* Exercise aim
Could you output all of the records below exactly as they appear?

● ● ●

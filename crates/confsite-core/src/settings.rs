//! General event settings: a singleton record.

use chrono::{DateTime, Utc};
use serde::{Deserialize, Serialize};
use strum::{AsRefStr, EnumString};

use crate::{
  Error, RecordId, Result,
  validate::{Validate, merge_optional, merge_required, require_if_present},
};

/// The settings table only ever holds this row.
pub const SETTINGS_ID: RecordId = 1;

pub const DEFAULT_EVENT_TITLE: &str = "International Conference 2026";
pub const DEFAULT_ORGANIZING_DEPT: &str = "Dept. of CSE";

/// How the event is attended.
#[derive(
  Debug, Clone, Copy, PartialEq, Eq, Default, Serialize, Deserialize, AsRefStr, EnumString,
)]
pub enum EventMode {
  #[default]
  Hybrid,
  Offline,
  Online,
}

impl EventMode {
  pub fn parse(s: &str) -> Result<Self> {
    s.parse().map_err(|_| Error::UnknownEventMode(s.to_owned()))
  }
}

#[derive(Debug, Clone, PartialEq, Serialize, Deserialize)]
#[serde(rename_all = "camelCase")]
pub struct Settings {
  pub id:               RecordId,
  pub event_title:      String,
  pub event_subtitle:   Option<String>,
  /// Free text, e.g. "12–14 December 2026".
  pub event_dates:      String,
  pub event_location:   String,
  pub event_mode:       EventMode,
  pub publication_info: Option<String>,
  pub organizing_dept:  Option<String>,
  pub created_at:       DateTime<Utc>,
  pub updated_at:       DateTime<Utc>,
}

/// Partial update accepted by `PATCH /settings`. Every field is optional; the
/// same payload creates the row when none exists yet.
#[derive(Debug, Clone, Default, PartialEq, Serialize, Deserialize)]
#[serde(rename_all = "camelCase", deny_unknown_fields)]
pub struct SettingsPatch {
  #[serde(skip_serializing_if = "Option::is_none")]
  pub event_title:      Option<String>,
  #[serde(skip_serializing_if = "Option::is_none")]
  pub event_subtitle:   Option<String>,
  #[serde(skip_serializing_if = "Option::is_none")]
  pub event_dates:      Option<String>,
  #[serde(skip_serializing_if = "Option::is_none")]
  pub event_location:   Option<String>,
  #[serde(skip_serializing_if = "Option::is_none")]
  pub event_mode:       Option<EventMode>,
  #[serde(skip_serializing_if = "Option::is_none")]
  pub publication_info: Option<String>,
  #[serde(skip_serializing_if = "Option::is_none")]
  pub organizing_dept:  Option<String>,
}

impl Validate for SettingsPatch {
  fn validate(&self) -> Result<()> {
    require_if_present("eventTitle", self.event_title.as_ref())
  }
}

impl Settings {
  /// Build the singleton row from its column defaults plus `patch`.
  pub fn from_patch(patch: SettingsPatch, now: DateTime<Utc>) -> Self {
    let mut settings = Self {
      id:               SETTINGS_ID,
      event_title:      DEFAULT_EVENT_TITLE.to_owned(),
      event_subtitle:   None,
      event_dates:      String::new(),
      event_location:   String::new(),
      event_mode:       EventMode::default(),
      publication_info: None,
      organizing_dept:  Some(DEFAULT_ORGANIZING_DEPT.to_owned()),
      created_at:       now,
      updated_at:       now,
    };
    settings.apply(patch, now);
    settings
  }

  pub fn apply(&mut self, patch: SettingsPatch, now: DateTime<Utc>) {
    merge_required(&mut self.event_title, patch.event_title);
    merge_optional(&mut self.event_subtitle, patch.event_subtitle);
    merge_required(&mut self.event_dates, patch.event_dates);
    merge_required(&mut self.event_location, patch.event_location);
    if let Some(mode) = patch.event_mode {
      self.event_mode = mode;
    }
    merge_optional(&mut self.publication_info, patch.publication_info);
    merge_optional(&mut self.organizing_dept, patch.organizing_dept);
    self.updated_at = now;
  }
}

#[cfg(test)]
mod tests {
  use super::*;

  #[test]
  fn defaults_fill_missing_columns() {
    let now = Utc::now();
    let s = Settings::from_patch(
      SettingsPatch { event_location: Some("Kolkata".into()), ..Default::default() },
      now,
    );
    assert_eq!(s.id, SETTINGS_ID);
    assert_eq!(s.event_title, DEFAULT_EVENT_TITLE);
    assert_eq!(s.event_mode, EventMode::Hybrid);
    assert_eq!(s.organizing_dept.as_deref(), Some(DEFAULT_ORGANIZING_DEPT));
    assert_eq!(s.event_location, "Kolkata");
    assert_eq!(s.event_dates, "");
  }

  #[test]
  fn mode_round_trips_through_its_column_text() {
    assert_eq!(EventMode::Online.as_ref(), "Online");
    assert_eq!(EventMode::parse("Offline").unwrap(), EventMode::Offline);
    assert!(EventMode::parse("Remote").is_err());
  }

  #[test]
  fn patch_rejects_unknown_keys() {
    let err = serde_json::from_str::<SettingsPatch>(r#"{"eventTitel":"x"}"#);
    assert!(err.is_err());
  }

  #[test]
  fn blank_title_is_invalid() {
    let patch = SettingsPatch { event_title: Some(" ".into()), ..Default::default() };
    assert_eq!(patch.validate(), Err(Error::MissingField("eventTitle")));
  }
}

● ● ●

* Solution to this problem
filename crates/confsite-core/src/settings.rs
//! General event settings: a singleton record.

use chrono::{DateTime, Utc};
use serde::{Deserialize, Serialize};
use strum::{AsRefStr, EnumString};

use crate::{
  Error, RecordId, Result,
  validate::{Validate, merge_optional, merge_required, require_if_present},
};

/// The settings table only ever holds this row.
pub const SETTINGS_ID: RecordId = 1;

pub const DEFAULT_EVENT_TITLE: &str = "International Conference 2026";
pub const DEFAULT_ORGANIZING_DEPT: &str = "Dept. of CSE";

/// How the event is attended.
#[derive(
  Debug, Clone, Copy, PartialEq, Eq, Default, Serialize, Deserialize, AsRefStr, EnumString,
)]
pub enum EventMode {
  #[default]
  Hybrid,
  Offline,
  Online,
}

impl EventMode {
  pub fn parse(s: &str) -> Result<Self> {
    s.parse().map_err(|_| Error::UnknownEventMode(s.to_owned()))
  }
}

#[derive(Debug, Clone, PartialEq, Serialize, Deserialize)]
#[serde(rename_all = "camelCase")]
pub struct Settings {
  pub id:               RecordId,
  pub event_title:      String,
  pub event_subtitle:   Option<String>,
  /// Free text, e.g. "12–14 December 2026".
  pub event_dates:      String,
  pub event_location:   String,
  pub event_mode:       EventMode,
  pub publication_info: Option<String>,
  pub organizing_dept:  Option<String>,
  pub created_at:       DateTime<Utc>,
  pub updated_at:       DateTime<Utc>,
}

/// Partial update accepted by `PATCH /settings`. Every field is optional; the
/// same payload creates the row when none exists yet.
#[derive(Debug, Clone, Default, PartialEq, Serialize, Deserialize)]
#[serde(rename_all = "camelCase", deny_unknown_fields)]
pub struct SettingsPatch {
  #[serde(skip_serializing_if = "Option::is_none")]
  pub event_title:      Option<String>,
  #[serde(skip_serializing_if = "Option::is_none")]
  pub event_subtitle:   Option<String>,
  #[serde(skip_serializing_if = "Option::is_none")]
  pub event_dates:      Option<String>,
  #[serde(skip_serializing_if = "Option::is_none")]
  pub event_location:   Option<String>,
  #[serde(skip_serializing_if = "Option::is_none")]
  pub event_mode:       Option<EventMode>,
  #[serde(skip_serializing_if = "Option::is_none")]
  pub publication_info: Option<String>,
  #[serde(skip_serializing_if = "Option::is_none")]
  pub organizing_dept:  Option<String>,
}

impl Validate for SettingsPatch {
  fn validate(&self) -> Result<()> {
    require_if_present("eventTitle", self.event_title.as_ref())
  }
}

impl Settings {
  /// Build the singleton row from its column defaults plus `patch`.
  pub fn from_patch(patch: SettingsPatch, now: DateTime<Utc>) -> Self {
    let mut settings = Self {
      id:               SETTINGS_ID,
      event_title:      DEFAULT_EVENT_TITLE.to_owned(),
      event_subtitle:   None,
      event_dates:      String::new(),
      event_location:   String::new(),
      event_mode:       EventMode::default(),
      publication_info: None,
      organizing_dept:  Some(DEFAULT_ORGANIZING_DEPT.to_owned()),
      created_at:       now,
      updated_at:       now,
    };
    settings.apply(patch, now);
    settings
  }

  pub fn apply(&mut self, patch: SettingsPatch, now: DateTime<Utc>) {
    merge_required(&mut self.event_title, patch.event_title);
    merge_optional(&mut self.event_subtitle, patch.event_subtitle);
    merge_required(&mut self.event_dates, patch.event_dates);
    merge_required(&mut self.event_location, patch.event_location);
    if let Some(mode) = patch.event_mode {
      self.event_mode = mode;
    }
    merge_optional(&mut self.publication_info, patch.publication_info);
    merge_optional(&mut self.organizing_dept, patch.organizing_dept);
    self.updated_at = now;
  }
}

#[cfg(test)]
mod tests {
  use super::*;

  #[test]
  fn defaults_fill_missing_columns() {
    let now = Utc::now();
    let s = Settings::from_patch(
      SettingsPatch { event_location: Some("Kolkata".into()), ..Default::default() },
      now,
    );
    assert_eq!(s.id, SETTINGS_ID);
    assert_eq!(s.event_title, DEFAULT_EVENT_TITLE);
    assert_eq!(s.event_mode, EventMode::Hybrid);
    assert_eq!(s.organizing_dept.as_deref(), Some(DEFAULT_ORGANIZING_DEPT));
    assert_eq!(s.event_location, "Kolkata");
    assert_eq!(s.event_dates, "");
  }

  #[test]
  fn mode_round_trips_through_its_column_text() {
    assert_eq!(EventMode::Online.as_ref(), "Online");
    assert_eq!(EventMode::parse("Offline").unwrap(), EventMode::Offline);
    assert!(EventMode::parse("Remote").is_err());
  }

  #[test]
  fn patch_rejects_unknown_keys() {
    let err = serde_json::from_str::<SettingsPatch>(r#"{"eventTitel":"x"}"#);
    assert!(err.is_err());
  }

  #[test]
  fn blank_title_is_invalid() {
    let patch = SettingsPatch { event_title: Some(" ".into()), ..Default::default() };
    assert_eq!(patch.validate(), Err(Error::MissingField("eventTitle")));
  }
}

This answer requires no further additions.